§ Task objective:
Copy out, from the data below, each line in which the word "emit" occurs.

§ Data under study:
##############################
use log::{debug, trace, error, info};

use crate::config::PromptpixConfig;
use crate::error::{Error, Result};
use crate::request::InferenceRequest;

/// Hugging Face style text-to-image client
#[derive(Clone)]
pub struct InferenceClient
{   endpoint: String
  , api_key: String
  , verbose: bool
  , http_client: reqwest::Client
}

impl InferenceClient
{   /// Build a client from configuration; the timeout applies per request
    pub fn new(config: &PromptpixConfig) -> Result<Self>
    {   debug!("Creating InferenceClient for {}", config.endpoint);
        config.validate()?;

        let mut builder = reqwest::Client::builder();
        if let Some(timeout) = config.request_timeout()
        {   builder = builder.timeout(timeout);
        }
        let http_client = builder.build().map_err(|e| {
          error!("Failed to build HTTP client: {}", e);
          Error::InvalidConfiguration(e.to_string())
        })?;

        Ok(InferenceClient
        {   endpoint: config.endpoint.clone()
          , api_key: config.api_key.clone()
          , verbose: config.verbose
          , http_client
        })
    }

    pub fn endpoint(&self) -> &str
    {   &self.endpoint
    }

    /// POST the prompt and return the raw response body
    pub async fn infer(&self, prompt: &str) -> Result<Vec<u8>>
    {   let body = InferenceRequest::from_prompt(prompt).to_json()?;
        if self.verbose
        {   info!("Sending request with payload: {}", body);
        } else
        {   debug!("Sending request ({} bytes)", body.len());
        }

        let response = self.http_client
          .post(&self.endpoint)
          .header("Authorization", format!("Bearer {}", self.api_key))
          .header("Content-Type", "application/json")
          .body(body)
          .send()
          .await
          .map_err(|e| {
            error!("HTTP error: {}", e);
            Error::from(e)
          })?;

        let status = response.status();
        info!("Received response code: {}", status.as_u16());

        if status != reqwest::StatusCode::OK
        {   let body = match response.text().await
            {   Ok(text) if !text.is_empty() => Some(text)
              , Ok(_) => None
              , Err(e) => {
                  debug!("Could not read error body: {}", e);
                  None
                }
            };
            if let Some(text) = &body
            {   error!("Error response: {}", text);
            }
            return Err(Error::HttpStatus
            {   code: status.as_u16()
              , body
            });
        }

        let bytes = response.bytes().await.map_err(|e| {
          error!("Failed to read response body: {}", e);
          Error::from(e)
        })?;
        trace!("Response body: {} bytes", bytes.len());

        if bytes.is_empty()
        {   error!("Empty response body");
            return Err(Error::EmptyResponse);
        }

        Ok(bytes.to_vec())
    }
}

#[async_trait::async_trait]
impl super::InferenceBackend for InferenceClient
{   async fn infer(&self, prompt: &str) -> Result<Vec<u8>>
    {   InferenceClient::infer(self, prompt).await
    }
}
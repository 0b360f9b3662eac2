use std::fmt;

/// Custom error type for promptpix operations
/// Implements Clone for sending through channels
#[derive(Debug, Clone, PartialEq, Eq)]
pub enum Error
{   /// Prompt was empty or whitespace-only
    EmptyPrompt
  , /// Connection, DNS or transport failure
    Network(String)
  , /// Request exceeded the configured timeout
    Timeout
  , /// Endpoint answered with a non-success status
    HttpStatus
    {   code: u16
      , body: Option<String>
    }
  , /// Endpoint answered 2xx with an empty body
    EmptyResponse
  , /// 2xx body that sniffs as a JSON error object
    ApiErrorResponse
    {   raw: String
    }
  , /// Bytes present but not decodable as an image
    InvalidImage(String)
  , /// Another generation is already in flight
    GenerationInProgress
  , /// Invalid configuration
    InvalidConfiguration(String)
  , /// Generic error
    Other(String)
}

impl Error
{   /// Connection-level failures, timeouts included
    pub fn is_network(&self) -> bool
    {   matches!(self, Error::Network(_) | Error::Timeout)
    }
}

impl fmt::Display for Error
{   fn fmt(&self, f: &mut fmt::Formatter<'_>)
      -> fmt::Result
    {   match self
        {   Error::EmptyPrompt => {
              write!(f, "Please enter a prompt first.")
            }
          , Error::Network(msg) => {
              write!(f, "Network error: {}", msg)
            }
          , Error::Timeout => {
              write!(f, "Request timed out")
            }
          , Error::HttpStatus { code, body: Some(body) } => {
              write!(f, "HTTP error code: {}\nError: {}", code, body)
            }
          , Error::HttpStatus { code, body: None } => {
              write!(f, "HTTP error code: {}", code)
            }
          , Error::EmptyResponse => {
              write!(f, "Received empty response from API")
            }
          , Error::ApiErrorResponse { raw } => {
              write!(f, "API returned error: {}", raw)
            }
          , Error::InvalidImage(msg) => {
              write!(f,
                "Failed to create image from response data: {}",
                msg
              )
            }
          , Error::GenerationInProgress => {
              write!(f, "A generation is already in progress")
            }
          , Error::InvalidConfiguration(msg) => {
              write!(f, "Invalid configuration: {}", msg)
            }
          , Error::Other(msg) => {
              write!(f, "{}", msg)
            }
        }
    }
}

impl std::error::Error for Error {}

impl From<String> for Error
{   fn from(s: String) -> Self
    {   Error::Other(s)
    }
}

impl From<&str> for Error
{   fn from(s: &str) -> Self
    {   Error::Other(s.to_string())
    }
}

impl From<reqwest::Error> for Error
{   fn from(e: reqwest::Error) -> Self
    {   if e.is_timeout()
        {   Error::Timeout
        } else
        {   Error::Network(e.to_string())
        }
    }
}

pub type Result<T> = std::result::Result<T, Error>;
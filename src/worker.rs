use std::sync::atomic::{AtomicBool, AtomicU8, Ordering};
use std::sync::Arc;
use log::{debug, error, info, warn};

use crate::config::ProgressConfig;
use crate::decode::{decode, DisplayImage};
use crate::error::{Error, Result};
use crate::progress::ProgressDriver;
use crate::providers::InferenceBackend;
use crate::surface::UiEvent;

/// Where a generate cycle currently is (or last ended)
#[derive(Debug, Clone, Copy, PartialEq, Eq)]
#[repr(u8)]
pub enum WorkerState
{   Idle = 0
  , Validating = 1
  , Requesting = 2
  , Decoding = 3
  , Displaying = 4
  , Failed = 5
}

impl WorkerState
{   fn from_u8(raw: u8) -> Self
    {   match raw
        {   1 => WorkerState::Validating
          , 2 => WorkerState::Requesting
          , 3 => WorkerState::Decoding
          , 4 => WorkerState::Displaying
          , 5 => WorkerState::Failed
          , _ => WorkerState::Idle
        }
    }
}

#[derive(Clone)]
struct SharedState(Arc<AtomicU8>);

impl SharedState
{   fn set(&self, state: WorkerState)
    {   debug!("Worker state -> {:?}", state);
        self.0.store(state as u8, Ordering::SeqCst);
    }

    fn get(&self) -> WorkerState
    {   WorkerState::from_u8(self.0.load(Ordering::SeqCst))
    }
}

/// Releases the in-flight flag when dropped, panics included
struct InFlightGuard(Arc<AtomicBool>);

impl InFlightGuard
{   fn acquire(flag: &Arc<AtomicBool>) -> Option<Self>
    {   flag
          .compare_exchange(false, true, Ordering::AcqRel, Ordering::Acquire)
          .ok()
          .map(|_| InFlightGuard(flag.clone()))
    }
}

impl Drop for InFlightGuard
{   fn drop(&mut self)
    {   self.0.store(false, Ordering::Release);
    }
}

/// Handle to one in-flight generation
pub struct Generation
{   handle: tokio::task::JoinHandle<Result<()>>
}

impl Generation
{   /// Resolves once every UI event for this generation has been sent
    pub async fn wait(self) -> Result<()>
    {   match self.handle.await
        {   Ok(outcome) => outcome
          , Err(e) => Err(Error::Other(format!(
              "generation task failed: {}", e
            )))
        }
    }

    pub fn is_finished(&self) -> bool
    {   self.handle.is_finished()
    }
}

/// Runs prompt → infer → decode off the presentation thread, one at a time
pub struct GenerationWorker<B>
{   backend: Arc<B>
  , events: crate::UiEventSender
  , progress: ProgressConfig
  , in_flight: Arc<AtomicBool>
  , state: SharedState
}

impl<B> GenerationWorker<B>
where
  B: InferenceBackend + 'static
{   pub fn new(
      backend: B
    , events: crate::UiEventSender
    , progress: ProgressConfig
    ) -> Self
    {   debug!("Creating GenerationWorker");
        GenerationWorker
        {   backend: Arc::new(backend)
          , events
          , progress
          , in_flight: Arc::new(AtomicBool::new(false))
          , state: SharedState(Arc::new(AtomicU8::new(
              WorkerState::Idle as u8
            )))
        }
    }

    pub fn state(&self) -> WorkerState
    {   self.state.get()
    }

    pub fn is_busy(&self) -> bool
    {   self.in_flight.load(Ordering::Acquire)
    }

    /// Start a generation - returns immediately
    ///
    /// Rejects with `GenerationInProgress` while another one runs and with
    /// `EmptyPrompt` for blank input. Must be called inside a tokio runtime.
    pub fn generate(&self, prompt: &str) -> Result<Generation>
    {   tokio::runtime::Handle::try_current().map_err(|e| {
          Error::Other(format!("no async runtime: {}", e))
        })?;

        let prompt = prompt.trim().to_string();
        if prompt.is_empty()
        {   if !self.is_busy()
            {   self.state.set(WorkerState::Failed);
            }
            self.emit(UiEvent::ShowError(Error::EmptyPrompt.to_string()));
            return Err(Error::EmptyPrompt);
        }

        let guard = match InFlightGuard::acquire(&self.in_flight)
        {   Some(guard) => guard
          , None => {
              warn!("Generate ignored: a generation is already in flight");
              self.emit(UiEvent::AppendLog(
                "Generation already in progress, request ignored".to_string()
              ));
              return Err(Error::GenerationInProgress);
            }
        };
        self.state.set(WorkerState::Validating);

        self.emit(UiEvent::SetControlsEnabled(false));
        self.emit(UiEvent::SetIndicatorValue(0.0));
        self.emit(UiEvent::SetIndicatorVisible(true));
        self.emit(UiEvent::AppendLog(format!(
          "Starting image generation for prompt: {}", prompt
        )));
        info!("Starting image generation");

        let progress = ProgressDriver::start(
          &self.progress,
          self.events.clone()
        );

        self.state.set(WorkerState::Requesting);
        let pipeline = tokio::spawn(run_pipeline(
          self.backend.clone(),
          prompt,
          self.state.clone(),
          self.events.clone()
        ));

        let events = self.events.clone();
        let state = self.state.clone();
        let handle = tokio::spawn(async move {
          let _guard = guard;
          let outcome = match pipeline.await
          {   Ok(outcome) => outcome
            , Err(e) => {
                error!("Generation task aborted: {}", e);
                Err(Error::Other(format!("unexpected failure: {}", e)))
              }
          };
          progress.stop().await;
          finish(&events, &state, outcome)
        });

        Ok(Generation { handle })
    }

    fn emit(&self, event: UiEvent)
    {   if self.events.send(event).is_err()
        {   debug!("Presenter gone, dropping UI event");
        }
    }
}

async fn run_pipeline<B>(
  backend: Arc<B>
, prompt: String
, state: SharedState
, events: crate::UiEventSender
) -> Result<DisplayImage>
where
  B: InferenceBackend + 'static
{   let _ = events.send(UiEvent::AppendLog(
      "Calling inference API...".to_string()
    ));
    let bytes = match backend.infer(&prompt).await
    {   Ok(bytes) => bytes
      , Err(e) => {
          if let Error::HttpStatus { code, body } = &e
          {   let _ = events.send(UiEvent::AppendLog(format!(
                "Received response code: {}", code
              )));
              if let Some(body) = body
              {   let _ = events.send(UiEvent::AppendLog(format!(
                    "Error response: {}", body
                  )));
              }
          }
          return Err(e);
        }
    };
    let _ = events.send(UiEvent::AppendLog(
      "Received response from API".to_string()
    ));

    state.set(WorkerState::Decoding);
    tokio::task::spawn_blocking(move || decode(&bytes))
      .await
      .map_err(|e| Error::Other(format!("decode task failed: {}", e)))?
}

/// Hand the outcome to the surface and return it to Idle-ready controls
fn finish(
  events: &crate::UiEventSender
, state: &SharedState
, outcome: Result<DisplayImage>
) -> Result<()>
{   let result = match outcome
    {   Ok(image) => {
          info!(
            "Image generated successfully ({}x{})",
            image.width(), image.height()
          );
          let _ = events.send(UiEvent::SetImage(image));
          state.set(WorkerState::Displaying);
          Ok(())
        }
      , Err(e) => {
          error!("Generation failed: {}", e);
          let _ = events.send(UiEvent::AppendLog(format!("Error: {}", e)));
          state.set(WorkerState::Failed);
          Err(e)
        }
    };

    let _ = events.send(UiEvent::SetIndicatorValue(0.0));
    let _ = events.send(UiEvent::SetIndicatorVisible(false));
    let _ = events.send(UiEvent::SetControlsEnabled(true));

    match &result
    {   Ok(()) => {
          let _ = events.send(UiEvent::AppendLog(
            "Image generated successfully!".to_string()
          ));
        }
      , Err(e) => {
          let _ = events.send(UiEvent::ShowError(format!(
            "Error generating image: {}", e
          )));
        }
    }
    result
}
##############################
§ Written reply:
            self.emit(UiEvent::ShowError(Error::EmptyPrompt.to_string()));
              self.emit(UiEvent::AppendLog(
        self.emit(UiEvent::SetControlsEnabled(false));
        self.emit(UiEvent::SetIndicatorValue(0.0));
        self.emit(UiEvent::SetIndicatorVisible(true));
        self.emit(UiEvent::AppendLog(format!(
    fn emit(&self, event: UiEvent)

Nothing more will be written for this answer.